La posición de los biotecnólogos de considerar como "natural" el traslado de un gen de un organismo al genoma de otro (por ejemplo de una bacteria a un animal, de un animal a una planta, etcétera) no resiste una discusión seria. Siguiendo esa lógica, la creación humana de engendros ("criaturas informes que nacen sin la proporción debida"), tales como los "superratones" (con genes humanos), la "cabrioveja", las plantas de tabaco con luz de luciérnagas y otras muchas invenciones biotecnológicas que desbordan con creces la imaginación, serían igualmente "naturales".

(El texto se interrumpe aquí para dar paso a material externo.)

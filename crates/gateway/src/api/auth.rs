//! API authentication.
//!
//! Bearer tokens: the env var named by `server.api_token_env` is read
//! **once at startup** and cached as a SHA-256 digest in `AppState`.
//! Unset or empty = dev mode (no auth enforced, logged once).
//!
//! HMAC (webhook-style integrations): when the secret env is set and a
//! request carries `X-Signature`, the handler verifies HMAC-SHA256 over
//! `"{timestamp}.{body}"` with a ±300 s window and a replay cache.

use std::collections::HashMap;
use std::time::{Duration, Instant};

use axum::body::Body;
use axum::extract::State;
use axum::http::Request;
use axum::middleware::Next;
use axum::response::{IntoResponse, Response};
use hmac::{Hmac, Mac};
use parking_lot::Mutex;
use sha2::{Digest, Sha256};
use subtle::ConstantTimeEq;

use crate::state::AppState;

type HmacSha256 = Hmac<Sha256>;

/// Axum middleware enforcing bearer-token authentication on protected
/// routes. Attach via `axum::middleware::from_fn_with_state`.
pub async fn require_api_token(
    State(state): State<AppState>,
    req: Request<Body>,
    next: Next,
) -> Response {
    // `api_token_hash` is `None` in dev mode (no token configured).
    let expected_hash = match &state.api_token_hash {
        Some(h) => h,
        None => return next.run(req).await,
    };

    let provided = req
        .headers()
        .get("authorization")
        .and_then(|v| v.to_str().ok())
        .and_then(|v| v.strip_prefix("Bearer "))
        .unwrap_or("");

    // Hash the provided token to a fixed-length digest, then compare in
    // constant time. This avoids leaking the token length.
    let provided_hash = Sha256::digest(provided.as_bytes());

    if !bool::from(provided_hash.ct_eq(expected_hash.as_slice())) {
        return (
            axum::http::StatusCode::UNAUTHORIZED,
            axum::Json(serde_json::json!({
                "error": {
                    "code": "auth",
                    "message": "invalid or missing API token"
                }
            })),
        )
            .into_response();
    }

    next.run(req).await
}

// ━━━━━━━━━━━━━━━━━━━━━━━━━━━━━━━━━━━━━━━━━━━━━━━━━━━━━━━━━━━━━━━━━━
// HMAC verification
// ━━━━━━━━━━━━━━━━━━━━━━━━━━━━━━━━━━━━━━━━━━━━━━━━━━━━━━━━━━━━━━━━━━

/// Replay suppression for signed requests: a signature is accepted at
/// most once inside the timestamp window.
pub struct ReplayCache {
    seen: Mutex<HashMap<String, Instant>>,
    ttl: Duration,
}

impl ReplayCache {
    pub fn new(ttl: Duration) -> Self {
        Self {
            seen: Mutex::new(HashMap::new()),
            ttl,
        }
    }

    /// Returns `true` when the signature was already seen (replay).
    pub fn check_and_insert(&self, signature: &str) -> bool {
        let mut seen = self.seen.lock();
        let now = Instant::now();
        if seen.len() > 10_000 {
            let ttl = self.ttl;
            seen.retain(|_, at| now.duration_since(*at) < ttl);
        }
        if let Some(at) = seen.get(signature) {
            if now.duration_since(*at) < self.ttl {
                return true;
            }
        }
        seen.insert(signature.to_string(), now);
        false
    }
}

/// Verify a signed request. `timestamp` is unix seconds as sent in
/// `X-Timestamp`; `signature` is lowercase hex from `X-Signature`.
pub fn verify_hmac(
    secret: &[u8],
    body: &[u8],
    timestamp: &str,
    signature: &str,
    window_s: u64,
    replays: &ReplayCache,
    now_epoch_s: i64,
) -> Result<(), &'static str> {
    let ts: i64 = timestamp.parse().map_err(|_| "invalid timestamp")?;
    if (now_epoch_s - ts).unsigned_abs() > window_s {
        return Err("timestamp outside accepted window");
    }

    let mut mac = HmacSha256::new_from_slice(secret).map_err(|_| "invalid secret")?;
    mac.update(timestamp.as_bytes());
    mac.update(b".");
    mac.update(body);
    let computed = hex::encode(mac.finalize().into_bytes());

    // Constant-time comparison to prevent timing attacks.
    if computed.as_bytes().ct_eq(signature.as_bytes()).unwrap_u8() != 1 {
        return Err("signature mismatch");
    }
    if replays.check_and_insert(signature) {
        return Err("signature replay");
    }
    Ok(())
}

#[cfg(test)]
mod tests {
    use super::*;

    fn sign(secret: &[u8], timestamp: &str, body: &[u8]) -> String {
        let mut mac = HmacSha256::new_from_slice(secret).unwrap();
        mac.update(timestamp.as_bytes());
        mac.update(b".");
        mac.update(body);
        hex::encode(mac.finalize().into_bytes())
    }

    #[test]
    fn valid_signature_inside_window_passes() {
        let replays = ReplayCache::new(Duration::from_secs(600));
        let sig = sign(b"hemlis", "1700000000", b"{}");
        assert!(verify_hmac(b"hemlis", b"{}", "1700000000", &sig, 300, &replays, 1_700_000_100)
            .is_ok());
    }

    #[test]
    fn stale_timestamp_is_rejected() {
        let replays = ReplayCache::new(Duration::from_secs(600));
        let sig = sign(b"hemlis", "1700000000", b"{}");
        let err =
            verify_hmac(b"hemlis", b"{}", "1700000000", &sig, 300, &replays, 1_700_000_500)
                .unwrap_err();
        assert!(err.contains("window"));
    }

    #[test]
    fn wrong_secret_is_rejected() {
        let replays = ReplayCache::new(Duration::from_secs(600));
        let sig = sign(b"fel-nyckel", "1700000000", b"{}");
        assert!(verify_hmac(b"hemlis", b"{}", "1700000000", &sig, 300, &replays, 1_700_000_000)
            .is_err());
    }

    #[test]
    fn replayed_signature_is_rejected() {
        let replays = ReplayCache::new(Duration::from_secs(600));
        let sig = sign(b"hemlis", "1700000000", b"{}");
        assert!(verify_hmac(b"hemlis", b"{}", "1700000000", &sig, 300, &replays, 1_700_000_000)
            .is_ok());
        let err =
            verify_hmac(b"hemlis", b"{}", "1700000000", &sig, 300, &replays, 1_700_000_000)
                .unwrap_err();
        assert_eq!(err, "signature replay");
    }

    #[test]
    fn tampered_body_is_rejected() {
        let replays = ReplayCache::new(Duration::from_secs(600));
        let sig = sign(b"hemlis", "1700000000", b"{}");
        assert!(verify_hmac(
            b"hemlis",
            b"{\"x\":1}",
            "1700000000",
            &sig,
            300,
            &replays,
            1_700_000_000
        )
        .is_err());
    }
}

Estas falacias, que fueron refutadas en varios foros y publicaciones científicas, siguieron presentes en la boca de los biotecnólogos, como si la discusión racional y el pensamiento lógico estuvieran ausentes. Llama notablemente la atención, la posición de F. Bolívar Zapata, quien desde sus primeras hasta sus más recientes declaraciones (compárese su artículo en Este País de noviembre del 2002 con su entrevista en Investigación y Desarrollo de La Jornada, de marzo de 2005), repitió sin variación las mismas tesis falsas, ignoró olímpicamente la participación de científicos contrarios a su visión, y se ahorró de paso la incomodidad de discutir y refutar sus argumentos.